%%
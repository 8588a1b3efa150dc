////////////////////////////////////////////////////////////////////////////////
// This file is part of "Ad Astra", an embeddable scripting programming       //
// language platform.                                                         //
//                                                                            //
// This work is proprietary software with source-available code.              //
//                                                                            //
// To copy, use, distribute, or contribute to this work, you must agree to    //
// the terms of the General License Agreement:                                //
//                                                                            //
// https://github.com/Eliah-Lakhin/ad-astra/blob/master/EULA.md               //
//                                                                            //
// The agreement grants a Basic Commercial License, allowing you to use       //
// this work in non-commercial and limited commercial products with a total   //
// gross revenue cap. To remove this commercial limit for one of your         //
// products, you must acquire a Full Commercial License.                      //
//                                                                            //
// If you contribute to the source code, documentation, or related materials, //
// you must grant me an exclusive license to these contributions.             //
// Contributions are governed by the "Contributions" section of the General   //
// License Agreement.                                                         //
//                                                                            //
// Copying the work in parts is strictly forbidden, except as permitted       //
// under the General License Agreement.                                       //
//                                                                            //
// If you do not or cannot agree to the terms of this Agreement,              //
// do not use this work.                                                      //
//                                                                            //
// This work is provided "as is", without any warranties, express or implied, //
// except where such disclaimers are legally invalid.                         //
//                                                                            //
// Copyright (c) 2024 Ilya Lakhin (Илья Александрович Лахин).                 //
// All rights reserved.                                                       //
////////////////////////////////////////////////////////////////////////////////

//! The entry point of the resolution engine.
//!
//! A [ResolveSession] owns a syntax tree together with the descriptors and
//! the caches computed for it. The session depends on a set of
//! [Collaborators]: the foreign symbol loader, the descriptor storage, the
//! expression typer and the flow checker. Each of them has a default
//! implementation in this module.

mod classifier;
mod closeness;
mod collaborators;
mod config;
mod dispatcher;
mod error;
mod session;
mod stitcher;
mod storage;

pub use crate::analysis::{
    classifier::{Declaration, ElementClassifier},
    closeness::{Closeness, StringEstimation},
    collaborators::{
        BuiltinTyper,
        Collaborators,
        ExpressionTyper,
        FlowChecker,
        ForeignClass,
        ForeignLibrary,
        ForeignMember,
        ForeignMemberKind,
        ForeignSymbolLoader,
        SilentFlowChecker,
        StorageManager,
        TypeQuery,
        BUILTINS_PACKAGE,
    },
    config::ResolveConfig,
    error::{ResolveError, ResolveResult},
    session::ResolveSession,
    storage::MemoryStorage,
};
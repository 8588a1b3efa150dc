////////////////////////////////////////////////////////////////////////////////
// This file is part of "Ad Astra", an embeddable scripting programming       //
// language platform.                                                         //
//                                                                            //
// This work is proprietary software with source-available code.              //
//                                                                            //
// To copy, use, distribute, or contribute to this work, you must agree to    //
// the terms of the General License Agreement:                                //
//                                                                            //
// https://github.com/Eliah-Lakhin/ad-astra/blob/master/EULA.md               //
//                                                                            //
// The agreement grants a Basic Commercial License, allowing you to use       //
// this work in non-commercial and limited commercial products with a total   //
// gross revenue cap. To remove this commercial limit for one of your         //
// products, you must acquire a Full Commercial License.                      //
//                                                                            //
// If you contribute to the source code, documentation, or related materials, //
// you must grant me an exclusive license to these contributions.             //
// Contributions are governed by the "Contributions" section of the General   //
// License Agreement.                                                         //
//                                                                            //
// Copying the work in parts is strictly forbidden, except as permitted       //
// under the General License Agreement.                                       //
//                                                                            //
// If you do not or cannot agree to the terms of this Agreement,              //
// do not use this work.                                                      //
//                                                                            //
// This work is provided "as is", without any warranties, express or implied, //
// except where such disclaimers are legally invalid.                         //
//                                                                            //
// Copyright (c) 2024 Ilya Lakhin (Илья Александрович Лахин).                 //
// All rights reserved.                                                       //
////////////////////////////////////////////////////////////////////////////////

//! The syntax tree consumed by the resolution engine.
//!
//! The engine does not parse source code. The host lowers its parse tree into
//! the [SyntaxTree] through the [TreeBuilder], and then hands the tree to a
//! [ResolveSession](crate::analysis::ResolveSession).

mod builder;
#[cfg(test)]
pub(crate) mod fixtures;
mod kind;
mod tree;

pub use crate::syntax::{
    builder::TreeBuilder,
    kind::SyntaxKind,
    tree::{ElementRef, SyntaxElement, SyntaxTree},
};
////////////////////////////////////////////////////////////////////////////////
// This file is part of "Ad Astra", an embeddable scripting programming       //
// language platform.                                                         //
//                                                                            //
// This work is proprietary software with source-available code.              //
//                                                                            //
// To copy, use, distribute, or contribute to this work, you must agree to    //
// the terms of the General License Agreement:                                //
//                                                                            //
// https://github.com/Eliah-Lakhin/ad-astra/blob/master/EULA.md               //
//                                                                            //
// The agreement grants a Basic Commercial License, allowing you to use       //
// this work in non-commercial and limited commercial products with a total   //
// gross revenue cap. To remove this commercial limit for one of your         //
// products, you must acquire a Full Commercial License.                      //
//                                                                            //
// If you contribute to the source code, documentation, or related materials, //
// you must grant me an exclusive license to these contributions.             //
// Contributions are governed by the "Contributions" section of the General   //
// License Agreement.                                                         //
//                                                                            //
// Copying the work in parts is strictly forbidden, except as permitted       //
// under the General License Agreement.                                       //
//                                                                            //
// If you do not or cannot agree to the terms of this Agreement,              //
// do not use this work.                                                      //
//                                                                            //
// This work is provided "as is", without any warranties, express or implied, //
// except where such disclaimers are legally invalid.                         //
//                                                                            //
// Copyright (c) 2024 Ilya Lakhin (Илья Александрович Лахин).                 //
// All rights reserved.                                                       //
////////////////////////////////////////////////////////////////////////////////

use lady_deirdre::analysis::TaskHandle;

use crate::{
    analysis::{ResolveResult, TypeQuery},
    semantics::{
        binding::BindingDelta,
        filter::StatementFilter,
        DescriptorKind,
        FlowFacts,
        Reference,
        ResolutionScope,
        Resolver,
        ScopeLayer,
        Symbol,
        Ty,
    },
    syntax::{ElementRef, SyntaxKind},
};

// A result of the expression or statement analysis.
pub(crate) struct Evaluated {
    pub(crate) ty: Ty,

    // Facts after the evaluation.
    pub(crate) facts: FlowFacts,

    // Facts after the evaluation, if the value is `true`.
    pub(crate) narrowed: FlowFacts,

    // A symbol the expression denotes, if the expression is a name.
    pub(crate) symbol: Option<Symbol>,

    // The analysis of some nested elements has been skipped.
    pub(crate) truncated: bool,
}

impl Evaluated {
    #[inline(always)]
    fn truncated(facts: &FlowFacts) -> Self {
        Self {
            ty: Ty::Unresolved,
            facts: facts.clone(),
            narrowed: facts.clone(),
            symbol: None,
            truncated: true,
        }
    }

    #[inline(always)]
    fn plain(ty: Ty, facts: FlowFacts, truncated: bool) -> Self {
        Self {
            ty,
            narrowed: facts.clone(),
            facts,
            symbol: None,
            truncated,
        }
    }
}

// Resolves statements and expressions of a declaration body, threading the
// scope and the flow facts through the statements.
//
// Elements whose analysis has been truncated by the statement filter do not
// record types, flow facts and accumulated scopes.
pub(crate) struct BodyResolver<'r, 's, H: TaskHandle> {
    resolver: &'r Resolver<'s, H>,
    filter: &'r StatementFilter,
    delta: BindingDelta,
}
%%
# [WHAT TO WORK ON]
Pick out, from the lines above, every one that contains the string "after".

# [ANSWER BELOW]
    // Facts after the evaluation.
    // Facts after the evaluation, if the value is `true`.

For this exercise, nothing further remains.